Más de 1000 millones de toneladas de comestibles entran cada año al universo de los desperdicios en el mundo, alimentando los basureros en vez de ofrecer soporte vital a millones de personas hambrientas.
Instituciones pertenecientes a la Organización de las Naciones Unidas (ONU) llamaron a los gobiernos, las empresas y los ciudadanos a adoptar medidas urgentes frente al desbarajuste, que catalogan como «una crisis silenciosa, pero de enormes proporciones».
En ocasión del Día Internacional de Cero Desechos, celebrado el pasado 30 de marzo, los promotores subrayaron que el derroche coexiste con el hambre y la malnutrición, acelera el cambio climático y genera severas pérdidas económicas.
Los alimentos botados equivalen anualmente a casi una quinta parte de todos los disponibles para el consumo humano, apuntaron los programas de las Naciones Unidas para el Medio Ambiente (PNUMA) y los Asentamientos Humanos (ONU?Hábitat).
A diario se tira comida suficiente para preparar 1000 millones de platos, mientras cerca del 9 % de la población mundial padece hambre. «Estamos poniendo en riesgo nuestro clima, nuestros ecosistemas y nuestra capacidad de alimentarnos en el futuro», reconoció el secretario general de la ONU, António Guterres.
Tales desechos generan hasta el hasta el 10 % de las emanaciones globales de gases de efecto invernadero (GEI) y alrededor del 14 % de las emisiones de metano, uno de los vapores más contaminantes, confirmó el diagnóstico.
Desde el comienzo de las observaciones, el clima de la Tierra nunca había estado tan descompensado como ahora: las concentraciones de GEI provocan el calentamiento continuo de la atmósfera y los océanos e impulsan la fusión de las masas de hielo, advirtió la Organización Meteorológica Mundial, en un informe dado a conocer el 23 de marzo.
De acuerdo con las estimaciones de la ONU, alrededor del 60 % de los desperdicios de comida ocurre en los hogares, mientras el resto se distribuye entre servicios de alimentación y comercios, dando cuenta de las fallas persistentes, desde la producción hasta el consumo.
Acciones coordinadas entre los Estados y las empresas podrían contribuir al diseño y puesta en práctica de sistemas eficientes de economía circular.
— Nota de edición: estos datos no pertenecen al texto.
// Copyright (c) 2025 Felix Kahle.
//
// Permission is hereby granted, free of charge, to any person obtaining
// a copy of this software and associated documentation files (the
// "Software"), to deal in the Software without restriction, including
// without limitation the rights to use, copy, modify, merge, publish,
// distribute, sublicense, and/or sell copies of the Software, and to
// permit persons to whom the Software is furnished to do so, subject to
// the following conditions:
//
// The above copyright notice and this permission notice shall be
// included in all copies or substantial portions of the Software.
//
// THE SOFTWARE IS PROVIDED "AS IS", WITHOUT WARRANTY OF ANY KIND,
// EXPRESS OR IMPLIED, INCLUDING BUT NOT LIMITED TO THE WARRANTIES OF
// MERCHANTABILITY, FITNESS FOR A PARTICULAR PURPOSE AND
// NONINFRINGEMENT. IN NO EVENT SHALL THE AUTHORS OR COPYRIGHT HOLDERS BE
// LIABLE FOR ANY CLAIM, DAMAGES OR OTHER LIABILITY, WHETHER IN AN ACTION
// OF CONTRACT, TORT OR OTHERWISE, ARISING FROM, OUT OF OR IN CONNECTION
// WITH THE SOFTWARE OR THE USE OR OTHER DEALINGS IN THE SOFTWARE.

pub mod balanced;
pub mod coverage;
pub mod satisfaction;
// Copyright (c) 2025 Felix Kahle.
//
// Permission is hereby granted, free of charge, to any person obtaining
// a copy of this software and associated documentation files (the
// "Software"), to deal in the Software without restriction, including
// without limitation the rights to use, copy, modify, merge, publish,
// distribute, sublicense, and/or sell copies of the Software, and to
// permit persons to whom the Software is furnished to do so, subject to
// the following conditions:
//
// The above copyright notice and this permission notice shall be
// included in all copies or substantial portions of the Software.
//
// THE SOFTWARE IS PROVIDED "AS IS", WITHOUT WARRANTY OF ANY KIND,
// EXPRESS OR IMPLIED, INCLUDING BUT NOT LIMITED TO THE WARRANTIES OF
// MERCHANTABILITY, FITNESS FOR A PARTICULAR PURPOSE AND
// NONINFRINGEMENT. IN NO EVENT SHALL THE AUTHORS OR COPYRIGHT HOLDERS BE
// LIABLE FOR ANY CLAIM, DAMAGES OR OTHER LIABILITY, WHETHER IN AN ACTION
// OF CONTRACT, TORT OR OTHERWISE, ARISING FROM, OUT OF OR IN CONNECTION
// WITH THE SOFTWARE OR THE USE OR OTHER DEALINGS IN THE SOFTWARE.

use night_alloc_model::problem::night::NightDate;
use night_alloc_model::problem::prob::Problem;

/// Orders the universe by contention: nights with the fewest willing
/// requesters first, calendar order breaking ties. Contested nights are
/// resolved while the requester pool is least depleted.
pub fn rank_nights(problem: &Problem) -> Vec<NightDate> {
    let mut nights: Vec<NightDate> = problem.nights().collect();
    nights.sort_by_key(|&night| (problem.requested_night_count(night), night));
    nights
}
Asimismo, la modificación de hábitos ayudaría a las familias a obtener un mejor provecho de sus compras.
Sin embargo, un informe precedente del PNUMA, emitido en marzo de 2024, reveló que los hogares desperdiciaron el equivalente a más de 1000 millones de comidas cada día durante 2022, mientras 783 millones de individuos padecían hambre y un tercio de la humanidad subsistía en condiciones de inseguridad alimentaria.
A escala internacional, el costo estimado, por la pérdida y el desperdicio de comestibles, asciende aproximadamente a un billón de dólares anuales, precisó el reporte.
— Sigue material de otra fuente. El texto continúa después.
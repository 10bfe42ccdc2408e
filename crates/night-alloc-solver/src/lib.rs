// Copyright (c) 2025 Felix Kahle.
//
// Permission is hereby granted, free of charge, to any person obtaining
// a copy of this software and associated documentation files (the
// "Software"), to deal in the Software without restriction, including
// without limitation the rights to use, copy, modify, merge, publish,
// distribute, sublicense, and/or sell copies of the Software, and to
// permit persons to whom the Software is furnished to do so, subject to
// the following conditions:
//
// The above copyright notice and this permission notice shall be
// included in all copies or substantial portions of the Software.
//
// THE SOFTWARE IS PROVIDED "AS IS", WITHOUT WARRANTY OF ANY KIND,
// EXPRESS OR IMPLIED, INCLUDING BUT NOT LIMITED TO THE WARRANTIES OF
// MERCHANTABILITY, FITNESS FOR A PARTICULAR PURPOSE AND
// NONINFRINGEMENT. IN NO EVENT SHALL THE AUTHORS OR COPYRIGHT HOLDERS BE
// LIABLE FOR ANY CLAIM, DAMAGES OR OTHER LIABILITY, WHETHER IN AN ACTION
// OF CONTRACT, TORT OR OTHERWISE, ARISING FROM, OUT OF OR IN CONNECTION
// WITH THE SOFTWARE OR THE USE OR OTHER DEALINGS IN THE SOFTWARE.

//! Assignment engine for night scheduling: night difficulty ranking,
//! live need scoring, the three selectable strategies, and metrics
//! derivation.

pub mod engine;
pub mod metrics;

pub mod prelude {
    pub use crate::engine::context::RunContext;
    pub use crate::engine::err::InvalidStrategyError;
    pub use crate::engine::need::need_score;
    pub use crate::engine::ranking::rank_nights;
    pub use crate::engine::solver::{SolveResult, Solver};
    pub use crate::engine::strategy::{Strategy, StrategyKind};
    pub use crate::metrics::{Metrics, MetricsBuilder, RequesterStats};
}
// Copyright (c) 2025 Felix Kahle.
//
// Permission is hereby granted, free of charge, to any person obtaining
// a copy of this software and associated documentation files (the
// "Software"), to deal in the Software without restriction, including
// without limitation the rights to use, copy, modify, merge, publish,
// distribute, sublicense, and/or sell copies of the Software, and to
// permit persons to whom the Software is furnished to do so, subject to
// the following conditions:
//
// The above copyright notice and this permission notice shall be
// included in all copies or substantial portions of the Software.
//
// THE SOFTWARE IS PROVIDED "AS IS", WITHOUT WARRANTY OF ANY KIND,
// EXPRESS OR IMPLIED, INCLUDING BUT NOT LIMITED TO THE WARRANTIES OF
// MERCHANTABILITY, FITNESS FOR A PARTICULAR PURPOSE AND
// NONINFRINGEMENT. IN NO EVENT SHALL THE AUTHORS OR COPYRIGHT HOLDERS BE
// LIABLE FOR ANY CLAIM, DAMAGES OR OTHER LIABILITY, WHETHER IN AN ACTION
// OF CONTRACT, TORT OR OTHERWISE, ARISING FROM, OUT OF OR IN CONNECTION
// WITH THE SOFTWARE OR THE USE OR OTHER DEALINGS IN THE SOFTWARE.

pub mod builder;
pub mod err;
pub mod loader;
pub mod night;
pub mod prob;
pub mod req;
Datos de la Organización para la Alimentación y la Agricultura (FAO) detallan que un 13 % de los surtidos se pierde en la cadena de suministro después de la cosecha y antes de llegar al comercio minorista y otro 19 % es desperdiciado en las ventas a los clientes finales, los servicios alimentarios y las viviendas.
«Producir alimentos que no se consumen entraña desperdiciar no solo nutrientes esenciales, sino también los valiosos recursos invertidos para producir los alimentos y hacerlos llegar al consumidor: energía, agua, tierra, mano de obra y dinero», lamentó la entidad.
Tampoco deberían desconocerse los negativos impactos de la inflación: debido al alza de los precios, en 2024, unos 2 600 millones de personas no podían permitirse una dieta saludable y 2 300 millones sufrían inseguridad alimentaria moderada o grave, es decir, un 28 % de la población mundial, afirmó la FAO.
Según los pronósticos, que podrían empeorar, casi 512 millones de personas padecerán subalimentación crónica en 2030 y un 60 % estará conformado por habitantes de África, señaló el informe sobre El estado de la seguridad alimentaria y la nutrición en el mundo 2025, elaborado por cinco organismos de la ONU.
En la más reciente conferencia climática de las Naciones Unidas –celebrada en la ciudad brasileña de Belem–, el PNUMA y sus aliados lanzaron Food Waste Breakthrough (Avance ante el Desperdicio de Alimentos), una iniciativa que pretende reducir el flagelo a la mitad para 2030 y aminorar las emisiones de metano en hasta un 7,0?%.
De tener éxito, sería un loable adelanto, pero a esta altura hay demasiados compromisos incumplidos, entre ellos, los relativos a la alimentación y las cuestiones medioambientales, aunque la comunidad internacional suscribió la Agenda 2030 y sus objetivos de desarrollo sostenible desde el 2015.